## Your objective
Output every entry exactly as written.

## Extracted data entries
..........

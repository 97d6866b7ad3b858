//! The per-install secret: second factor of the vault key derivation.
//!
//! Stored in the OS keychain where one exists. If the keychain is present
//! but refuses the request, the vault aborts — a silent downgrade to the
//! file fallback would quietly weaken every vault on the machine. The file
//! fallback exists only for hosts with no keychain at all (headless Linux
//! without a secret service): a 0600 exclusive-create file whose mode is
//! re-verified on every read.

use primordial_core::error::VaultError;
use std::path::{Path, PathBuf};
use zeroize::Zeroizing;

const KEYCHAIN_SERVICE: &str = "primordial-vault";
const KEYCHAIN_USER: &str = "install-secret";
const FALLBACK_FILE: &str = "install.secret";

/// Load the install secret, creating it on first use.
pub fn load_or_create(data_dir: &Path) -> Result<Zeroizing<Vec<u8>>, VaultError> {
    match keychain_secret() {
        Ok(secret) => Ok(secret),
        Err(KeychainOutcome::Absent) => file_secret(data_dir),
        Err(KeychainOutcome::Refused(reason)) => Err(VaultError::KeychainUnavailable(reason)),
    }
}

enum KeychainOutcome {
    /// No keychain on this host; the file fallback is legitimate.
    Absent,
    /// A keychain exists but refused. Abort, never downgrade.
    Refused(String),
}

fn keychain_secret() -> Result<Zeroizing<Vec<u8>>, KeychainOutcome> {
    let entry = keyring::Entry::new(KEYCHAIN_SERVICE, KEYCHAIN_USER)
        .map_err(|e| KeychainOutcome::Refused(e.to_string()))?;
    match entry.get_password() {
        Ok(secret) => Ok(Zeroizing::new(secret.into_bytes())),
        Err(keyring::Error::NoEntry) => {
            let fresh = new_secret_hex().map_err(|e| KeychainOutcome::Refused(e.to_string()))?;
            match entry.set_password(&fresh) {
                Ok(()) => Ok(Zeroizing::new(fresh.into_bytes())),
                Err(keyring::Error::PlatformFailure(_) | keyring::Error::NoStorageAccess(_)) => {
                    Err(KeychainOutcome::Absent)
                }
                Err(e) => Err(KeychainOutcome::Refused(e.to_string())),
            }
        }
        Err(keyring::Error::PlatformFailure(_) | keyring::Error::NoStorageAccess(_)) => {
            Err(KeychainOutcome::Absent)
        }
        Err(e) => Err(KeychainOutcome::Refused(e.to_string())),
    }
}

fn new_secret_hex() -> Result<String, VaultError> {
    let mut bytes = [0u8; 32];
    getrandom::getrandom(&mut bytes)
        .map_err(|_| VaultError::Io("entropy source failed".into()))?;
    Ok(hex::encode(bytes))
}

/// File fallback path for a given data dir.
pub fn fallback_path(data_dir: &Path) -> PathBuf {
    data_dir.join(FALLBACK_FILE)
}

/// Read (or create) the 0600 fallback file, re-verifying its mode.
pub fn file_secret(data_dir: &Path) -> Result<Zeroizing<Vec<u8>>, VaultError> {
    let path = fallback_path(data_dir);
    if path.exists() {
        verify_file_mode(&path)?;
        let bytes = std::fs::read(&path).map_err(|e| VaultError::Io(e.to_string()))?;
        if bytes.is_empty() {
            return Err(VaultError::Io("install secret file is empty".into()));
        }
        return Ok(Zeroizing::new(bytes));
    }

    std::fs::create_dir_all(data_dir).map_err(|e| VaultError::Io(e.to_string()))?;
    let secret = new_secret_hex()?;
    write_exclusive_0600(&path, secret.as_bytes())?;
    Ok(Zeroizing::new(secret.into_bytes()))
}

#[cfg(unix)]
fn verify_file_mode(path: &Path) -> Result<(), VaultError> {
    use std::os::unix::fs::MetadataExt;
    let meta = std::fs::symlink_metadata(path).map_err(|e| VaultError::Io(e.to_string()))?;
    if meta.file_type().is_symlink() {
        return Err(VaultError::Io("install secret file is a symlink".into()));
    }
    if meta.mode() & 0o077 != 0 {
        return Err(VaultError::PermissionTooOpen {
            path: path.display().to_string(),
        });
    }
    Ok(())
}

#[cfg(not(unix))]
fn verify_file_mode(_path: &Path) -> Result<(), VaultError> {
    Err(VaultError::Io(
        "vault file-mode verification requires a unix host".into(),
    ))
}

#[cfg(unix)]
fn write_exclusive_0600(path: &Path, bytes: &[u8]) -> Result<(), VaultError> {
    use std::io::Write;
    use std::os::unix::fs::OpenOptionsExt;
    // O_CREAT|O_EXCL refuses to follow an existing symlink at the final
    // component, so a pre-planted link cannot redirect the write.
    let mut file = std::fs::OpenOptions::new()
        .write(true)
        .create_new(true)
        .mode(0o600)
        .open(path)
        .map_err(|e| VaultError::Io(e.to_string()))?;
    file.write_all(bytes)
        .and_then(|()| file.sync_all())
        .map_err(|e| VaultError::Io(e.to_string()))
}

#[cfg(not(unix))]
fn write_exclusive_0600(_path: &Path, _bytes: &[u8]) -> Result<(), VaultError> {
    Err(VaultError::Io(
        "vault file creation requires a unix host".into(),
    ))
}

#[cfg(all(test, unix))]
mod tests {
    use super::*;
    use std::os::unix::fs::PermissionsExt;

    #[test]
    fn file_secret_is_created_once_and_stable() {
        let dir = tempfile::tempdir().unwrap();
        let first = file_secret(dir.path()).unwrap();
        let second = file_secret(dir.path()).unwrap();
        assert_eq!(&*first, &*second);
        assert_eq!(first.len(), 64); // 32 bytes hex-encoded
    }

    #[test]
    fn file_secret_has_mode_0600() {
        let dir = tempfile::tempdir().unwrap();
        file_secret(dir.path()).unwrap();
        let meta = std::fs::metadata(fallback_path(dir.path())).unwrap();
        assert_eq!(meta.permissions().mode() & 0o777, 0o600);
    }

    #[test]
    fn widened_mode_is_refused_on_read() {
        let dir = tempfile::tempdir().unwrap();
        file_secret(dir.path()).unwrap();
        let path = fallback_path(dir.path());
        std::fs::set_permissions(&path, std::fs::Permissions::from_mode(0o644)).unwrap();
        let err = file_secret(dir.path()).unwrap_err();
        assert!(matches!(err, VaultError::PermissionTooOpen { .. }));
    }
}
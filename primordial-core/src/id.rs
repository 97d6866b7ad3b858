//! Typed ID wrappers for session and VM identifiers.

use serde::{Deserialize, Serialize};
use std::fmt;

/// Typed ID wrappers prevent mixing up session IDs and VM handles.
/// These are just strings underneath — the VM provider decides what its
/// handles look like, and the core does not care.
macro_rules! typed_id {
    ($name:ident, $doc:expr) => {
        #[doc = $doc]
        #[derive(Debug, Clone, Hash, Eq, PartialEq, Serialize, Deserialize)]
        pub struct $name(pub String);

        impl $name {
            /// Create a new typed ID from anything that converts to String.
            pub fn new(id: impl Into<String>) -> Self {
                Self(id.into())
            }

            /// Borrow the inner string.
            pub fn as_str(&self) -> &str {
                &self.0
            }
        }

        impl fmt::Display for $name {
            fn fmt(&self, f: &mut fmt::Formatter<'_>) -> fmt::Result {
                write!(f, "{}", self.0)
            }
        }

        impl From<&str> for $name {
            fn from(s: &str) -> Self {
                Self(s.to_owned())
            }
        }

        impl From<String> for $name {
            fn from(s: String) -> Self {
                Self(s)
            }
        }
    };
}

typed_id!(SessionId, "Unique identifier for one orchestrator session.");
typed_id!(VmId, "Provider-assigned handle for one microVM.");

..........

## Response to the exercise
repository 97d6866b7ad3b858
//! The per-install secret: second factor of the vault key derivation.
//!
//! Stored in the OS keychain where one exists. If the keychain is present
//! but refuses the request, the vault aborts — a silent downgrade to the
//! file fallback would quietly weaken every vault on the machine. The file
//! fallback exists only for hosts with no keychain at all (headless Linux
//! without a secret service): a 0600 exclusive-create file whose mode is
//! re-verified on every read.

use primordial_core::error::VaultError;
use std::path::{Path, PathBuf};
use zeroize::Zeroizing;

const KEYCHAIN_SERVICE: &str = "primordial-vault";
const KEYCHAIN_USER: &str = "install-secret";
const FALLBACK_FILE: &str = "install.secret";

/// Load the install secret, creating it on first use.
pub fn load_or_create(data_dir: &Path) -> Result<Zeroizing<Vec<u8>>, VaultError> {
    match keychain_secret() {
        Ok(secret) => Ok(secret),
        Err(KeychainOutcome::Absent) => file_secret(data_dir),
        Err(KeychainOutcome::Refused(reason)) => Err(VaultError::KeychainUnavailable(reason)),
    }
}

enum KeychainOutcome {
    /// No keychain on this host; the file fallback is legitimate.
    Absent,
    /// A keychain exists but refused. Abort, never downgrade.
    Refused(String),
}

fn keychain_secret() -> Result<Zeroizing<Vec<u8>>, KeychainOutcome> {
    let entry = keyring::Entry::new(KEYCHAIN_SERVICE, KEYCHAIN_USER)
        .map_err(|e| KeychainOutcome::Refused(e.to_string()))?;
    match entry.get_password() {
        Ok(secret) => Ok(Zeroizing::new(secret.into_bytes())),
        Err(keyring::Error::NoEntry) => {
            let fresh = new_secret_hex().map_err(|e| KeychainOutcome::Refused(e.to_string()))?;
            match entry.set_password(&fresh) {
                Ok(()) => Ok(Zeroizing::new(fresh.into_bytes())),
                Err(keyring::Error::PlatformFailure(_) | keyring::Error::NoStorageAccess(_)) => {
                    Err(KeychainOutcome::Absent)
                }
                Err(e) => Err(KeychainOutcome::Refused(e.to_string())),
            }
        }
        Err(keyring::Error::PlatformFailure(_) | keyring::Error::NoStorageAccess(_)) => {
            Err(KeychainOutcome::Absent)
        }
        Err(e) => Err(KeychainOutcome::Refused(e.to_string())),
    }
}

fn new_secret_hex() -> Result<String, VaultError> {
    let mut bytes = [0u8; 32];
    getrandom::getrandom(&mut bytes)
        .map_err(|_| VaultError::Io("entropy source failed".into()))?;
    Ok(hex::encode(bytes))
}

/// File fallback path for a given data dir.
pub fn fallback_path(data_dir: &Path) -> PathBuf {
    data_dir.join(FALLBACK_FILE)
}

/// Read (or create) the 0600 fallback file, re-verifying its mode.
pub fn file_secret(data_dir: &Path) -> Result<Zeroizing<Vec<u8>>, VaultError> {
    let path = fallback_path(data_dir);
    if path.exists() {
        verify_file_mode(&path)?;
        let bytes = std::fs::read(&path).map_err(|e| VaultError::Io(e.to_string()))?;
        if bytes.is_empty() {
            return Err(VaultError::Io("install secret file is empty".into()));
        }
        return Ok(Zeroizing::new(bytes));
    }

    std::fs::create_dir_all(data_dir).map_err(|e| VaultError::Io(e.to_string()))?;
    let secret = new_secret_hex()?;
    write_exclusive_0600(&path, secret.as_bytes())?;
    Ok(Zeroizing::new(secret.into_bytes()))
}

#[cfg(unix)]
fn verify_file_mode(path: &Path) -> Result<(), VaultError> {
    use std::os::unix::fs::MetadataExt;
    let meta = std::fs::symlink_metadata(path).map_err(|e| VaultError::Io(e.to_string()))?;
    if meta.file_type().is_symlink() {
        return Err(VaultError::Io("install secret file is a symlink".into()));
    }
    if meta.mode() & 0o077 != 0 {
        return Err(VaultError::PermissionTooOpen {
            path: path.display().to_string(),
        });
    }
    Ok(())
}

#[cfg(not(unix))]
fn verify_file_mode(_path: &Path) -> Result<(), VaultError> {
    Err(VaultError::Io(
        "vault file-mode verification requires a unix host".into(),
    ))
}

#[cfg(unix)]
fn write_exclusive_0600(path: &Path, bytes: &[u8]) -> Result<(), VaultError> {
    use std::io::Write;
    use std::os::unix::fs::OpenOptionsExt;
    // O_CREAT|O_EXCL refuses to follow an existing symlink at the final
    // component, so a pre-planted link cannot redirect the write.
    let mut file = std::fs::OpenOptions::new()
        .write(true)
        .create_new(true)
        .mode(0o600)
        .open(path)
        .map_err(|e| VaultError::Io(e.to_string()))?;
    file.write_all(bytes)
        .and_then(|()| file.sync_all())
        .map_err(|e| VaultError::Io(e.to_string()))
}

#[cfg(not(unix))]
fn write_exclusive_0600(_path: &Path, _bytes: &[u8]) -> Result<(), VaultError> {
    Err(VaultError::Io(
        "vault file creation requires a unix host".into(),
    ))
}

#[cfg(all(test, unix))]
mod tests {
    use super::*;
    use std::os::unix::fs::PermissionsExt;

    #[test]
    fn file_secret_is_created_once_and_stable() {
        let dir = tempfile::tempdir().unwrap();
        let first = file_secret(dir.path()).unwrap();
        let second = file_secret(dir.path()).unwrap();
        assert_eq!(&*first, &*second);
        assert_eq!(first.len(), 64); // 32 bytes hex-encoded
    }

    #[test]
    fn file_secret_has_mode_0600() {
        let dir = tempfile::tempdir().unwrap();
        file_secret(dir.path()).unwrap();
        let meta = std::fs::metadata(fallback_path(dir.path())).unwrap();
        assert_eq!(meta.permissions().mode() & 0o777, 0o600);
    }

    #[test]
    fn widened_mode_is_refused_on_read() {
        let dir = tempfile::tempdir().unwrap();
        file_secret(dir.path()).unwrap();
        let path = fallback_path(dir.path());
        std::fs::set_permissions(&path, std::fs::Permissions::from_mode(0o644)).unwrap();
        let err = file_secret(dir.path()).unwrap_err();
        assert!(matches!(err, VaultError::PermissionTooOpen { .. }));
    }
}
filename primordial-core/src/id.rs
repository 97d6866b7ad3b858
//! Typed ID wrappers for session and VM identifiers.

use serde::{Deserialize, Serialize};
use std::fmt;

/// Typed ID wrappers prevent mixing up session IDs and VM handles.
/// These are just strings underneath — the VM provider decides what its
/// handles look like, and the core does not care.
macro_rules! typed_id {
    ($name:ident, $doc:expr) => {
        #[doc = $doc]
        #[derive(Debug, Clone, Hash, Eq, PartialEq, Serialize, Deserialize)]
        pub struct $name(pub String);

        impl $name {
            /// Create a new typed ID from anything that converts to String.
            pub fn new(id: impl Into<String>) -> Self {
                Self(id.into())
            }

            /// Borrow the inner string.
            pub fn as_str(&self) -> &str {
                &self.0
            }
        }

        impl fmt::Display for $name {
            fn fmt(&self, f: &mut fmt::Formatter<'_>) -> fmt::Result {
                write!(f, "{}", self.0)
            }
        }

        impl From<&str> for $name {
            fn from(s: &str) -> Self {
                Self(s.to_owned())
            }
        }

        impl From<String> for $name {
            fn from(s: String) -> Self {
                Self(s)
            }
        }
    };
}

typed_id!(SessionId, "Unique identifier for one orchestrator session.");
typed_id!(VmId, "Provider-assigned handle for one microVM.");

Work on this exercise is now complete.